[Athen] captioning

Hausler,Jesse jhausler at cahs.colostate.edu
Thu Feb 25 14:25:25 PST 2010


Sean,

When you do outsource, who do you use? Or who do you recommend one investigates?

Jesse

-----Original Message-----
From: athen-bounces at athenpro.org [mailto:athen-bounces at athenpro.org] On Behalf Of Sean J Keegan
Sent: Friday, February 19, 2010 3:31 PM
To: Access Technology Higher Education Network
Subject: Re: [Athen] captioning

> We are in the process of developing some > policies regarding captioning of media, > and wanted to find out how some other > campuses are handling it.
> Do you outsource it?

It depends. If the materials need to be done very fast (e.g., 24-48hr
turnaround) and is a non-Web based format, then we will most likely outsource. Also, if the video is a foreign language, or in a recent case, heavily accented British English slang, then we outsource. Our office coordinates the captioning process if it is intended as an accommodation (e.g., specific student for specific class). This is usually coordinated either through myself or our Accommodations Coordinator. We have used a few different transcription companies for the outsourcing part, particularly when we need the materials back in a very specific file format (e.g., DVD, VHS, QuickTime/Windows Media movie, etc.).

In terms of software, I use several depending on the final output. Most of the work I see is already in a digital format, so I tend to use MAGpie (free) and MovCaptioner (low-cost). If you have money, then CPC's MacCaption or CaptionMaker software will do just about any format.
It is good to review the type of video materials your institution is predominately using as it may also be cheaper to outsource the captioning of some content than to purchase whole racks of equipment. I know some institutions who had VHS tape they wanted captioned, but were also moving to DVDs. It was far cheaper to just purchase captioned DVDs than to go through the captioning process.

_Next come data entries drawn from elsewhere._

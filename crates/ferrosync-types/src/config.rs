//! Configuration value types shared across crates
//!
//! These are plain validated values; loading them from files lives in
//! `ferrosync-config`.

use std::time::Duration;

/// Bounded connection retry with a fixed delay
///
/// Attempts are numbered from zero. A policy with `max_retries = 3` allows
/// four attempts in total and sleeps `delay` between consecutive attempts,
/// never after the last one.
#[derive(Debug, Clone, Copy, PartialEq, Eq)]
#[cfg_attr(feature = "serde", derive(serde::Serialize, serde::Deserialize))]
pub struct RetryPolicy {
    /// Retries after the first attempt
    pub max_retries: u32,
    /// Fixed pause between attempts
    pub delay: Duration,
}

impl RetryPolicy {
    /// Default number of retries
    pub const DEFAULT_RETRIES: u32 = 3;
    /// Default delay between attempts
    pub const DEFAULT_DELAY: Duration = Duration::from_secs(1);

    /// Create a retry policy
    pub fn new(max_retries: u32, delay: Duration) -> Self {
        Self { max_retries, delay }
    }

    /// A policy that makes a single attempt
    pub fn none() -> Self {
        Self::new(0, Duration::ZERO)
    }

    /// Total attempts the policy allows
    pub fn total_attempts(&self) -> u32 {
        self.max_retries.saturating_add(1)
    }

    /// Whether another attempt follows the failed attempt `attempt`
    pub fn should_retry(&self, attempt: u32) -> bool {
        attempt < self.max_retries
    }

    /// Delay to wait after the failed attempt `attempt`, if any
    pub fn delay_after(&self, attempt: u32) -> Option<Duration> {
        self.should_retry(attempt).then_some(self.delay)
    }
}

impl Default for RetryPolicy {
    fn default() -> Self {
        Self::new(Self::DEFAULT_RETRIES, Self::DEFAULT_DELAY)
    }
}

/// Timeout configuration for a remote session
#[derive(Debug, Clone, Copy, PartialEq, Eq)]
#[cfg_attr(feature = "serde", derive(serde::Serialize, serde::Deserialize))]
pub struct TimeoutConfig {
    /// Bound on a single connect-and-login attempt
    pub connect_timeout: Duration,
    /// Bound on each remote primitive call
    pub idle_timeout: Duration,
}

impl Default for TimeoutConfig {
    fn default() -> Self {
        Self {
            connect_timeout: Duration::from_secs(30),
            idle_timeout: Duration::from_secs(30),
        }
    }
}
//! Errors raised while loading or validating sync settings

use ferrosync_types::Error as FerrosyncError;
use std::path::PathBuf;
use thiserror::Error;

/// Why a configuration could not be turned into sync settings
#[derive(Error, Debug)]
pub enum ConfigError {
    /// A config file could not be read or written
    #[error("cannot access config file {}: {source}", path.display())]
    File {
        /// The file that was being read or written
        path: PathBuf,
        /// What the filesystem reported
        source: std::io::Error,
    },

    /// A server has neither a password nor a private key
    #[error("server {host} has no credential; set a password or a private key")]
    NoCredential {
        /// Server the entry belongs to
        host: String,
    },

    /// A server sets both a password and a private key
    #[error("server {host} sets both a password and a private key; keep one")]
    AmbiguousCredential {
        /// Server the entry belongs to
        host: String,
    },

    /// A required field is absent or blank
    #[error("{field} must be set")]
    MissingField {
        /// Dotted name of the field
        field: String,
    },

    /// A field holds a value sync cannot work with
    #[error("{field} is invalid: {reason}")]
    InvalidField {
        /// Dotted name of the field
        field: String,
        /// What is wrong with it
        reason: String,
    },

    /// The layered sources could not be merged or parsed
    #[error("cannot load configuration: {message}")]
    Load {
        /// Parser or merge failure
        message: String,
    },

    /// Settings could not be written out in the requested format
    #[error("cannot render configuration as {format}: {message}")]
    Render {
        /// Target format name
        format: &'static str,
        /// Serializer failure
        message: String,
    },
}

impl From<config::ConfigError> for ConfigError {
    fn from(error: config::ConfigError) -> Self {
        Self::Load {
            message: error.to_string(),
        }
    }
}

impl From<ConfigError> for FerrosyncError {
    fn from(error: ConfigError) -> Self {
        FerrosyncError::config(error.to_string())
    }
}

/// Result type for configuration operations
pub type ConfigResult<T> = Result<T, ConfigError>;

impl ConfigError {
    /// A required field is absent
    pub fn missing<S: Into<String>>(field: S) -> Self {
        Self::MissingField {
            field: field.into(),
        }
    }

    /// A field holds an unusable value
    pub fn invalid<F: Into<String>, R: Into<String>>(field: F, reason: R) -> Self {
        Self::InvalidField {
            field: field.into(),
            reason: reason.into(),
        }
    }
}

In terms of how we address captioning right now, our office, in collaboration with the Stanford Online Accessibility Project (SOAP), built a Web-based system to facilitate the process of getting video content captioned, particularly for Web-based video. This was initially a pilot project aimed at converting video into Web-ready formats as well as delivering caption files. The transcript process was outsourced to transcription companies and the captioning system then used the transcripts to automatically synchronize the video and transcript. If a staff member already had a prepared transcript, then that could be loaded into the system and the time-stamping would be done at no cost.

The idea of the project was to give the University a means that coordinated the outsourcing and creation of captioned materials in Web-friendly formats "semi-autonomously". We did not want one person to have to manually handle each transaction or to do the actual time-stamping, so we built a Web system to handle that part for us.

A presentation from Accessing Higher Ground is online:
http://captioning.stanford.edu/presentations/ (best viewed using Opera
Slideshow)

In terms of captioning policies, my suggestion would be to develop practices and processes before the policy. Too often I have seen colleges develop a "captioning policy" that creates the situation where faculty, staff, etc. abandon the use of media altogether (or just ignore getting the video captioned) because the policy is so restrictive or so removed from actual practices that it becomes near impossible to comply.